Dans l'évangile, Jésus nous fait voir clairement que notre regard est le symbole de notre moi profond. Il est reflet de ce que nous sommes (cf. Mt 6, 22-23). Il existe une maladie des yeux qui fait voir les choses à l'envers. La réaction des serviteurs le confirme. Je le répète: le but de notre vie chrétienne est de développer en nous le regard de Jésus.
Il y a dans le regard de Jésus, dit Christian Bobin, (Ressuscité 2001, p. 155) plus de mots que dans tous les livres du monde. Jésus voit ce qu'il est. Son regard nous livre qui il est. Son regard sur nous dit qui nous sommes : du bon grain. Que ce soit ce regard d'émerveillement posé sur le jeune homme riche, que ce soit le regard étonnant posé sur le pharisien Matthieu, que ce soit le regard qui donne des ailes à la femme près du puits de Jacob, les regards de Jésus sauvent. Ils ne sont jamais des regards de condamnation. Jésus sait voir la fatigue de la foule qui le suit depuis trois jours. Il sait voir l'aveugle-né emmuré dans ses ténèbres, les dix lépreux exclus du village. Il voit l'angoisse de sa mère au pied de la croix. Jésus est né pour voir autrement que nous. Pour lui, le mal ne peut être éliminé, il doit être traversé.
Avouons-le, son regard de patience ce matin - laissez-les pousser ensemble jusqu'à la moisson- et dont la première lecture faisait l'éloge, cadre mal avec notre impatience à vouloir que tout se règle tout de suite. Il nous fait saisir qu'il faut du temps, beaucoup de temps, pour pouvoir distinguer le bon grain dans l'ivraie. Il faut une longue et permanente contemplation de l'histoire de nos vies pour observer que nous sommes lents à devenir plus humains. Nous sommes lents à devenir humains à l'image du premier né d'une terre nouvelle. Àdevenir une Église selon son cœur. Ce qui nous est connaturel, c'est cette tendance à être moins qu'humain que l'évangile traduit par le mal. La loi du Talion se porte bien en nous et autour de nous.
Dans sa lettre ouvrant le nouveau millénaire, Jean-Paul II nous invitait à modeler nos regards sur le regard du Christ parce que c'était sans doute la valeur plus sûre pour les siècles à venir. Dans l'évangile, Jésus confirme que la plupart d'entre nous, sommes privés de ce regard perçant. Vous avez des yeux et vous ne voyez pas. Si ton œil est sain, ton corps tout entier sera dans la lumière(cf. Mt 6, 22-23).Notre regard est le meilleur chemin qui nous montre notre moi profond. Il existe une maladie des yeux qui fait voir les choses à l'envers. La réaction des serviteurs le confirme. Je le répète: le but de notre vie chrétienne est de développer en nous le regard de Jésus.
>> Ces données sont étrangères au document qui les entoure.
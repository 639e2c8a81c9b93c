use anyhow::Context;
use clap::Parser;
use quoterm::catalog::{Catalog, CategoryFilter};
use quoterm::config::Config;
use quoterm::session::Session;
use quoterm::share::SystemShare;
use quoterm::storage::JsonFileStore;
use quoterm::ui::{self, UiTimings};
use std::fs::File;
use std::path::{Path, PathBuf};
use tracing_subscriber::EnvFilter;

#[derive(Parser)]
#[command(name = "quoterm", version, about = "Random quote viewer for the terminal")]
struct Cli {
    /// Path to the config file (default: platform config dir)
    #[arg(long, value_name = "PATH")]
    config: Option<PathBuf>,

    /// Starting category filter (all, success, love, coding, life, motivation)
    #[arg(long, value_name = "TAG")]
    category: Option<String>,

    /// Directory for favorites and the log file
    #[arg(long, value_name = "PATH")]
    data_dir: Option<PathBuf>,
}

fn main() -> anyhow::Result<()> {
    let cli = Cli::parse();

    let filter = match &cli.category {
        Some(tag) => tag.parse::<CategoryFilter>()?,
        None => CategoryFilter::All,
    };

    let config = match &cli.config {
        Some(path) => Config::load_from(path)?,
        None => Config::load()?,
    };

    let data_dir = cli.data_dir.clone().unwrap_or_else(|| config.data_dir());
    std::fs::create_dir_all(&data_dir)
        .with_context(|| format!("failed to create data directory '{}'", data_dir.display()))?;

    init_logging(&data_dir);
    tracing::info!(data_dir = %data_dir.display(), category = %filter, "starting quoterm");

    let store = JsonFileStore::new(&data_dir);
    let session = Session::new(Catalog::builtin(), Box::new(store), filter);
    let timings = UiTimings::from_config(&config.ui);

    ui::run(session, Box::new(SystemShare::new()), timings).context("terminal UI failed")?;
    Ok(())
}

/// File-based logging: the terminal belongs to the TUI, so nothing may be
/// written to stdout or stderr while it runs.
fn init_logging(data_dir: &Path) {
    let log_path = data_dir.join("quoterm.log");
    let Ok(log_file) = File::create(&log_path) else {
        return;
    };

    let env_filter =
        EnvFilter::try_from_default_env().unwrap_or_else(|_| EnvFilter::new("info"));

    let _ = tracing_subscriber::fmt()
        .with_env_filter(env_filter)
        .with_target(false)
        .with_ansi(false)
        .with_writer(log_file)
        .try_init();
}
Depuis l'ère de la télévision, du téléphone intelligent, du Ipad, Iphone, nous avons devant nous un flux permanent, un ruissellement ininterrompu d'images, tout coule et rien ne reste. Nous voyons tout mais nous ne voyons rien. Notre œil ne contemple plus. Il avale. Un proverbe clame: Si l'œil ne contemple pas, l'œil ne verra pas.
Comme l'exprime une hymne liturgique du temps du carême, change ton regard et la vie jaillira. Change ton regard et la vie renaîtra. Projetons sur ce pain un regard neuf et nous évangéliserons le monde. AMEN.